Comment by sgc

16 hours ago

Since models just output the the most probable tokens and you can never accuse them of doing anything other than making it all up, I would like to see these tests run with a prompt that attempts to mitigate hallucination and finishes with something like: "Telling me that you don't have the relevant information or that the task is impossible is extremely useful to me and a valid answer", and see how much that changes the scoring - as well as the usefulness of the answers. There are so many skills like context7 that can be tweaked to improve these results as well.

In other words, you shouldn't choose the model that hallucinates the least without detailed prompting, since a well-crafted agents.md clause should go a long way to improving output, and almost certainly the top scoring order will be different. To the point that I don't find this type of raw comparison useful beyond maybe 'make sure you test that one with more explicit prompts'.

4 comments

sgc

grayhatter 16 hours ago

> In other words, you shouldn't choose the model that hallucinates the least without detailed prompting

You're prompting it wrong is quickly becoming the new, you're holding it wrong.

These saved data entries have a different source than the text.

//! Pan/zoom camera and the two coordinate spaces.
//!
//! Screen space is CSS pixels with the origin at the viewport top-left; world
//! space is canvas units with the origin at the virtual canvas top-left. The
//! two are kept apart by distinct point types, and every conversion between
//! them lives in this module: `world = (screen - pan) / zoom`.

#[cfg(test)]
#[path = "camera_test.rs"]
mod camera_test;

use serde::{Deserialize, Serialize};

use crate::consts::{MAX_ZOOM, MIN_ZOOM};

/// A point in screen space (CSS pixels).
#[derive(Debug, Clone, Copy, PartialEq)]
pub struct ScreenPoint {
    pub x: f64,
    pub y: f64,
}

impl ScreenPoint {
    #[must_use]
    pub fn new(x: f64, y: f64) -> Self {
        Self { x, y }
    }
}

/// A point in world space (canvas units).
#[derive(Debug, Clone, Copy, PartialEq, Serialize, Deserialize)]
pub struct WorldPoint {
    pub x: f64,
    pub y: f64,
}

impl WorldPoint {
    #[must_use]
    pub fn new(x: f64, y: f64) -> Self {
        Self { x, y }
    }
}

/// Camera state for pan/zoom over the virtual canvas.
///
/// `pan_x` / `pan_y` are in CSS pixels. `zoom` is a scale factor (1.0 = no
/// zoom) clamped to `[MIN_ZOOM, MAX_ZOOM]`.
#[derive(Debug, Clone, Copy)]
pub struct Camera {
    pub pan_x: f64,
    pub pan_y: f64,
    pub zoom: f64,
}

impl Default for Camera {
    fn default() -> Self {
        Self { pan_x: 0.0, pan_y: 0.0, zoom: 1.0 }
    }
}

impl Camera {
    /// Convert a screen-space point to world coordinates.
    #[must_use]
    pub fn screen_to_world(&self, screen: ScreenPoint) -> WorldPoint {
        WorldPoint {
            x: (screen.x - self.pan_x) / self.zoom,
            y: (screen.y - self.pan_y) / self.zoom,
        }
    }

    /// Convert a world-space point to screen coordinates.
    #[must_use]
    pub fn world_to_screen(&self, world: WorldPoint) -> ScreenPoint {
        ScreenPoint {
            x: world.x * self.zoom + self.pan_x,
            y: world.y * self.zoom + self.pan_y,
        }
    }

    /// Convert a screen-space distance (pixels) to world-space distance.
    #[must_use]
    pub fn screen_dist_to_world(&self, screen_dist: f64) -> f64 {
        screen_dist / self.zoom
    }

    /// Translate the camera by a screen-space delta.
    pub fn pan_by(&mut self, dx: f64, dy: f64) {
        self.pan_x += dx;
        self.pan_y += dy;
    }

    /// Multiply the zoom by `factor`, keeping the world point under `anchor`
    /// fixed on screen. The result is clamped to the zoom range.
    pub fn zoom_at(&mut self, factor: f64, anchor: ScreenPoint) {
        let new_zoom = (self.zoom * factor).clamp(MIN_ZOOM, MAX_ZOOM);
        // Solve pan' so that (anchor - pan') / zoom' == (anchor - pan) / zoom.
        let scale = new_zoom / self.zoom;
        self.pan_x = anchor.x - (anchor.x - self.pan_x) * scale;
        self.pan_y = anchor.y - (anchor.y - self.pan_y) * scale;
        self.zoom = new_zoom;
    }

    /// Center a world rectangle of `content_w` × `content_h` around
    /// `content_center` in the viewport, zoomed so the whole rectangle fits
    /// with `margin_px` of breathing room on every side.
    ///
    /// Does nothing if the viewport or the content has no extent yet.
    pub fn fit_to(
        &mut self,
        content_center: WorldPoint,
        content_w: f64,
        content_h: f64,
        viewport_w: f64,
        viewport_h: f64,
        margin_px: f64,
    ) {
        if content_w <= 0.0 || content_h <= 0.0 || viewport_w <= 0.0 || viewport_h <= 0.0 {
            return;
        }
        let avail_w = (viewport_w - margin_px * 2.0).max(1.0);
        let avail_h = (viewport_h - margin_px * 2.0).max(1.0);
        self.zoom = (avail_w / content_w).min(avail_h / content_h).clamp(MIN_ZOOM, MAX_ZOOM);
        self.pan_x = viewport_w * 0.5 - content_center.x * self.zoom;
        self.pan_y = viewport_h * 0.5 - content_center.y * self.zoom;
    }
}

It's wild how willing software engineers are to blame the user when the actual problem is their own defective design.

Ideally we all, as an industry, will stop accepting this as reasonable excuse for the demonstrated incompetence

ordersofmag 8 hours ago
It's not that you're prompting it wrong. It's that you're judging the output against a standard (human intelligence) that just isn't relevant--no matter how much we want it to be and no matter how much the fluency of the output tricks us into thinking there's a human-like mind behind it.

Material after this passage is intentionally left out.